(Dataset entries)
+ + + + +

//! Network side of the crawler.

pub mod executor;
pub mod transport;

pub use executor::{FetchError, FetchExecutor, FetchedPage};
pub use transport::{HttpTransport, ReqwestTransport, TransportError, TransportResponse, TransportTimeouts};
//! Crawl metrics.
//!
//! Counters for pages, listings and errors plus fetch latency percentiles,
//! shared between the event handlers and `Crawler::stats`.

use chrono::{DateTime, Utc};
use serde::Serialize;
use std::collections::VecDeque;
use std::sync::{Arc, Mutex, MutexGuard, PoisonError};
use std::time::Duration;

const DEFAULT_LATENCY_WINDOW: usize = 128;

/// Point-in-time crawl counters.
#[derive(Debug, Clone, Default, PartialEq, Serialize)]
pub struct CrawlStats {
    pub started_at: Option<DateTime<Utc>>,
    pub requests: u64,
    pub pages_parsed: u64,
    pub pages_failed: u64,
    pub listings_found: u64,
    pub listings_new: u64,
    pub duplicates: u64,
    pub records_skipped: u64,
    pub fetch_errors: u64,
    /// Failed fetch attempts plus pages that could not be processed.
    pub errors: u64,
    pub average_latency: Option<Duration>,
    pub p95_latency: Option<Duration>,
    pub last_page_duration: Option<Duration>,
    pub last_status: Option<u16>,
}

#[derive(Debug)]
struct MetricsState {
    stats: CrawlStats,
    latencies: VecDeque<Duration>,
    max_window: usize,
}

impl MetricsState {
    fn new(max_window: usize) -> Self {
        Self {
            stats: CrawlStats::default(),
            latencies: VecDeque::with_capacity(max_window),
            max_window,
        }
    }

    fn push_latency(&mut self, latency: Duration) {
        if self.latencies.len() == self.max_window {
            self.latencies.pop_front();
        }
        self.latencies.push_back(latency);
    }

    fn latency_stats(&self) -> (Option<Duration>, Option<Duration>) {
        if self.latencies.is_empty() {
            return (None, None);
        }
        let mut samples: Vec<_> = self.latencies.iter().copied().collect();
        samples.sort_unstable();
        let avg = samples.iter().map(|d| d.as_secs_f64()).sum::<f64>() / samples.len() as f64;
        let p95_index = ((samples.len() as f64 * 0.95).ceil() as usize).saturating_sub(1);
        (Some(Duration::from_secs_f64(avg)), Some(samples[p95_index]))
    }
}

/// Thread-safe metrics store; clones share the same counters.
#[derive(Clone, Debug)]
pub struct CrawlMetrics {
    inner: Arc<Mutex<MetricsState>>,
}

impl CrawlMetrics {
    pub fn new() -> Self {
        Self::with_window(DEFAULT_LATENCY_WINDOW)
    }

    pub fn with_window(window: usize) -> Self {
        Self {
            inner: Arc::new(Mutex::new(MetricsState::new(window.max(16)))),
        }
    }

    fn state(&self) -> MutexGuard<'_, MetricsState> {
        self.inner.lock().unwrap_or_else(PoisonError::into_inner)
    }

    pub fn mark_started(&self, at: DateTime<Utc>) {
        self.state().stats.started_at.get_or_insert(at);
    }

    pub fn record_response(&self, status: u16, latency: Duration) {
        let mut guard = self.state();
        guard.stats.requests += 1;
        guard.stats.last_status = Some(status);
        guard.push_latency(latency);
    }

    pub fn record_fetch_error(&self) {
        let mut guard = self.state();
        guard.stats.fetch_errors += 1;
        guard.stats.errors += 1;
    }

    pub fn record_page(&self, found: usize, skipped: usize, duration: Duration) {
        let mut guard = self.state();
        guard.stats.pages_parsed += 1;
        guard.stats.listings_found += found as u64;
        guard.stats.records_skipped += skipped as u64;
        guard.stats.last_page_duration = Some(duration);
    }

    pub fn record_dedup(&self, new: usize, duplicates: usize) {
        let mut guard = self.state();
        guard.stats.listings_new += new as u64;
        guard.stats.duplicates += duplicates as u64;
    }

    pub fn record_page_failure(&self) {
        let mut guard = self.state();
        guard.stats.pages_failed += 1;
        guard.stats.errors += 1;
    }

    pub fn snapshot(&self) -> CrawlStats {
        let guard = self.state();
        let (average_latency, p95_latency) = guard.latency_stats();
        CrawlStats {
            average_latency,
            p95_latency,
            ..guard.stats.clone()
        }
    }

    pub fn reset(&self) {
        let mut guard = self.state();
        let window = guard.max_window;
        *guard = MetricsState::new(window);
    }
}

impl Default for CrawlMetrics {
    fn default() -> Self {
        Self::new()
    }
}

#[cfg(test)]
mod tests {
    use super::*;

    #[test]
    fn aggregates_page_and_error_counters() {
        let metrics = CrawlMetrics::new();
        metrics.record_page(20, 2, Duration::from_millis(40));
        metrics.record_dedup(15, 5);
        metrics.record_fetch_error();
        metrics.record_page_failure();

        let stats = metrics.snapshot();
        assert_eq!(stats.pages_parsed, 1);
        assert_eq!(stats.listings_found, 20);
        assert_eq!(stats.records_skipped, 2);
        assert_eq!(stats.listings_new, 15);
        assert_eq!(stats.duplicates, 5);
        assert_eq!(stats.fetch_errors, 1);
        assert_eq!(stats.pages_failed, 1);
        assert_eq!(stats.errors, 2);
        assert_eq!(stats.last_page_duration, Some(Duration::from_millis(40)));
    }

    #[test]
    fn latency_percentiles() {
        let metrics = CrawlMetrics::new();
        for ms in 1..=20 {
            metrics.record_response(200, Duration::from_millis(ms * 10));
        }
        let stats = metrics.snapshot();
        assert_eq!(stats.requests, 20);
        assert_eq!(stats.p95_latency, Some(Duration::from_millis(190)));
        let average = stats.average_latency.unwrap().as_secs_f64();
        assert!((average - 0.105).abs() < 1e-6);
    }

    #[test]
    fn start_time_is_recorded_once() {
        let metrics = CrawlMetrics::new();
        let first = Utc::now();
        metrics.mark_started(first);
        metrics.mark_started(first + chrono::Duration::seconds(5));
        assert_eq!(metrics.snapshot().started_at, Some(first));
    }
}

+ + + + +

WHAT IS NEEDED -
Look through the entries above and report each line where the string "MutexGuard" occurs.

ANSWER TO THIS EXERCISE -
use std::sync::{Arc, Mutex, MutexGuard, PoisonError};
    fn state(&self) -> MutexGuard<'_, MetricsState> {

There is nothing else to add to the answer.